Our welcome, when we ascend to the dining room is warm but doesn’t really work to dispel the atmosphere vacuum of a near empty, barn-like, restaurant. That will surely change I think when all of those bookings (that I failed to secure) arrive. Money has clearly been spent on the design and fit-out but it’s not to my taste. You can see where the ideas join up and the (hulking, inelegant) chairs look as if they came from a catalogue. Some modern Irish pictures adorn the walls. Others will like the exposed beams and such. More power to them. The menu reads very nicely but as my mother-in-law is fond of saying – paper never refuses ink. A not so thinly veiled indictment of my profession perhaps.
Hogget Scrumpet sounds like an old-timey kink but arrives as an underseasoned, breaded croquette that doesn’t deliver the musky funk that I expect from older sheep-flesh. Tandoori Monkfish is oddly absent that thing I associate with food cooked in this style, viz any evidence that it had been cooked in an actual tandoor, neither is it spiced in a way that I associate with the term ‘Tandoori’.

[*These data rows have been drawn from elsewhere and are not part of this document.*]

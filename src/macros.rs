#[macro_export]
#[cfg(feature = "no_trace")]
macro_rules! trace_expr {
    ($expr:expr, $($arg:tt)*) => {
        $expr
    };
}

#[macro_export]
#[cfg(not(feature = "no_trace"))]
macro_rules! trace_expr {
    ($expr:expr, $($arg:tt)*) => ({
        use $crate::header::errno::strerror_str;
        use $crate::platform;

        log::trace!("{}", format_args!($($arg)*));

        let trace_old_errno = platform::ERRNO.get();
        platform::ERRNO.set(0);

        let ret = $expr;

        let trace_errno = platform::ERRNO.get();
        if trace_errno == 0 {
            platform::ERRNO.set(trace_old_errno);
        }

        let trace_strerror = strerror_str(trace_errno).unwrap_or("Unknown error");

        log::trace!("{} = {} ({}, {})", format_args!($($arg)*), ret, trace_errno, trace_strerror);

        ret
    });
}

/// Compile-time check that a constant matches the one the `libc` crate
/// publishes for the host.
#[macro_export]
#[cfg(all(feature = "check_against_libc_crate", target_os = "linux"))]
macro_rules! CheckVsLibcCrate {
    ($($name:ident),* $(,)?) => {
        #[allow(dead_code)]
        const _: () = {
            $(
                if $name != ::libc::$name {
                    panic!(concat!("constant mismatch: ", stringify!($name)));
                }
            )*
        };
    };
}

#[macro_export]
#[cfg(not(all(feature = "check_against_libc_crate", target_os = "linux")))]
macro_rules! CheckVsLibcCrate {
    ($($name:ident),* $(,)?) => {};
}
//! Fallback for targets without an advisory lock facility.
//!
//! The operation is checked first and the descriptor second, in the order
//! Linux checks them, then every well-formed request fails with `ENOSYS`.
//! Nothing ever blocks, so a shared request followed by an exclusive one is
//! rejected rather than left waiting.

use super::{types::*, Pal};
use crate::{
    error::{Errno, Result},
    header::{
        errno::{EBADF, EINVAL, ENOSYS},
        sys_file::{LOCK_EX, LOCK_NB, LOCK_SH, LOCK_UN},
    },
};

pub struct Sys;

impl Pal for Sys {
    fn flock(fd: c_int, operation: c_int) -> Result<()> {
        match operation & !LOCK_NB {
            LOCK_SH | LOCK_EX | LOCK_UN => (),
            _ => return Err(Errno(EINVAL)),
        }
        if fd < 0 {
            return Err(Errno(EBADF));
        }
        log::debug!("flock({fd}, {operation:#x}): no lock facility on this target");
        Err(Errno(ENOSYS))
    }
}

#[cfg(test)]
mod tests {
    use super::*;

    #[test]
    fn negative_fd() {
        assert_eq!(Sys::flock(-1, LOCK_SH), Err(Errno(EBADF)));
        assert_eq!(Sys::flock(-1, LOCK_UN | LOCK_NB), Err(Errno(EBADF)));
    }

    #[test]
    fn operation_checked_before_fd() {
        assert_eq!(Sys::flock(-1, 0), Err(Errno(EINVAL)));
        assert_eq!(Sys::flock(-1, LOCK_SH | LOCK_EX), Err(Errno(EINVAL)));
    }

    #[test]
    fn malformed_operation() {
        for op in [0, LOCK_NB, LOCK_SH | LOCK_EX, LOCK_EX | LOCK_UN, 0x100] {
            assert_eq!(Sys::flock(0, op), Err(Errno(EINVAL)), "operation {op:#x}");
        }
    }

    #[test]
    fn well_formed_is_unsupported() {
        for op in [LOCK_SH, LOCK_EX, LOCK_UN, LOCK_SH | LOCK_NB, LOCK_EX | LOCK_NB] {
            assert_eq!(Sys::flock(0, op), Err(Errno(ENOSYS)), "operation {op:#x}");
        }
    }

    #[test]
    fn shared_then_exclusive_returns() {
        assert_eq!(Sys::flock(3, LOCK_SH), Err(Errno(ENOSYS)));
        assert_eq!(Sys::flock(3, LOCK_EX), Err(Errno(ENOSYS)));
    }
}
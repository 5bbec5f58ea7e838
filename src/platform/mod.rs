use core::cell::Cell;
use std::sync::Once;

use self::types::c_int;

pub use self::pal::Pal;

mod pal;

pub use self::sys::Sys;

#[cfg(target_os = "linux")]
#[path = "linux/mod.rs"]
mod sys;

#[cfg(not(target_os = "linux"))]
#[path = "unsupported/mod.rs"]
mod sys;

// Built everywhere so the fallback stays tested on hosts that have flock.
#[cfg(all(test, target_os = "linux"))]
#[path = "unsupported/mod.rs"]
mod unsupported;

#[cfg(test)]
mod test;

pub mod logger;

pub mod types;

std::thread_local! {
    static ERRNO_SLOT: Cell<c_int> = const { Cell::new(0) };
}

/// The calling thread's errno, as seen by the C entry points.
///
/// Next to a host libc this is the host's errno, so C callers find failures
/// where they expect them. With `errno_symbol`, or on targets whose libc
/// errno accessor is unknown, the crate keeps its own.
pub struct ErrnoCell;

pub static ERRNO: ErrnoCell = ErrnoCell;

impl ErrnoCell {
    pub fn get(&self) -> c_int {
        // SAFETY: `as_ptr` points at the calling thread's errno.
        unsafe { *self.as_ptr() }
    }

    pub fn set(&self, errno: c_int) {
        // SAFETY: as above.
        unsafe { *self.as_ptr() = errno }
    }

    /// Stable for the lifetime of the calling thread.
    pub fn as_ptr(&self) -> *mut c_int {
        host_errno_location().unwrap_or_else(|| ERRNO_SLOT.with(Cell::as_ptr))
    }
}

#[cfg(all(
    not(feature = "errno_symbol"),
    any(target_os = "linux", target_os = "redox")
))]
fn host_errno_location() -> Option<*mut c_int> {
    Some(unsafe { libc::__errno_location() })
}

#[cfg(all(
    not(feature = "errno_symbol"),
    any(
        target_os = "macos",
        target_os = "ios",
        target_os = "freebsd",
        target_os = "dragonfly"
    )
))]
fn host_errno_location() -> Option<*mut c_int> {
    Some(unsafe { libc::__error() })
}

#[cfg(all(
    not(feature = "errno_symbol"),
    any(target_os = "android", target_os = "netbsd", target_os = "openbsd")
))]
fn host_errno_location() -> Option<*mut c_int> {
    Some(unsafe { libc::__errno() })
}

#[cfg(not(all(
    not(feature = "errno_symbol"),
    any(
        target_os = "linux",
        target_os = "redox",
        target_os = "macos",
        target_os = "ios",
        target_os = "freebsd",
        target_os = "dragonfly",
        target_os = "android",
        target_os = "netbsd",
        target_os = "openbsd"
    )
)))]
fn host_errno_location() -> Option<*mut c_int> {
    None
}

static INIT: Once = Once::new();

/// Install the stderr logger the first time an exported C entry point runs.
///
/// Only called from unmangled symbols, so Rust callers keep their own `log`
/// backend.
pub fn init() {
    INIT.call_once(logger::init);
}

Stranger still is the ‘Salmon Potato’ that joins it on the plate. It manifests as a slightly toothsome rosti stuffed with morsels of salmon and lavishly anointed with a thermidor sauce. Said sauce has apparently been DTF since the messy lobster divorce. It’s a peculiar dish that actually eats quite well.
At this point our young server is warming to the task, making increasing baroque arm flourishes when he places a something on the table or when taking his leave. It’s as if he’s brandishing an invisible bullfighter’s cape, or guiding an aircraft in to land. He’s more entertaining than the food. Determined to turn the evening around I decide to order the fish preparation for two. I never order large format dishes because it gives me one less main course to talk about and I want to fairly account for the menu. I just care too much. I feel, in the moment, however that I can throttle my principles for Poached Wild Turbot with Surf Clams, Smoked Haddock Beignet and Langoustine Bisque. No dice. I’m afraid that dish is off tonight sir. Boo, hiss.
We make do with a competently composed dish of roast suckling pig and a fish special of Stone Bass that you won’t be able to order. It was fine. The menu helpfully points out a fifteen minute wait for the soufflé. We find ourselves waiting for soufflé for considerably longer than that. Thirty minutes or more pass. The seconds slow in an empty dining room. It occurs to me in real time that Waiting for Soufflé sounds like a new-romantic band from 1983. They could have opened for Blancmange. It’s a fine rendition but won’t top many charts.
Service from a number of young floor staff is attentive and eager to please but made slightly silly by the too serious bearing, which I presume was instructed. It’s too stiff, too napkin across the forearm. Upselling brands (more than once) like Whispering Angel when I’ve already stated what I’d like to drink also rankles. After two years of housebound hunger the appetite for restaurant reservations appears to be voracious. Legitimately so, not like the phantom Lennan’s Yard bookings that never arrive. I make no secret of my dislike for such glossy, big-box, restaurants. They tend not to be built from the kitchen out. It’s also possible that it has become virtually impossible to stray from this model if you want to turn a profit. I don’t write about maximising profit in the hospitality sector. Nevertheless, this place right now feels like an investment opportunity with food upstairs, rather than a restaurant that takes pleasure in feeding people well. Dawson Street is the perfect place for it.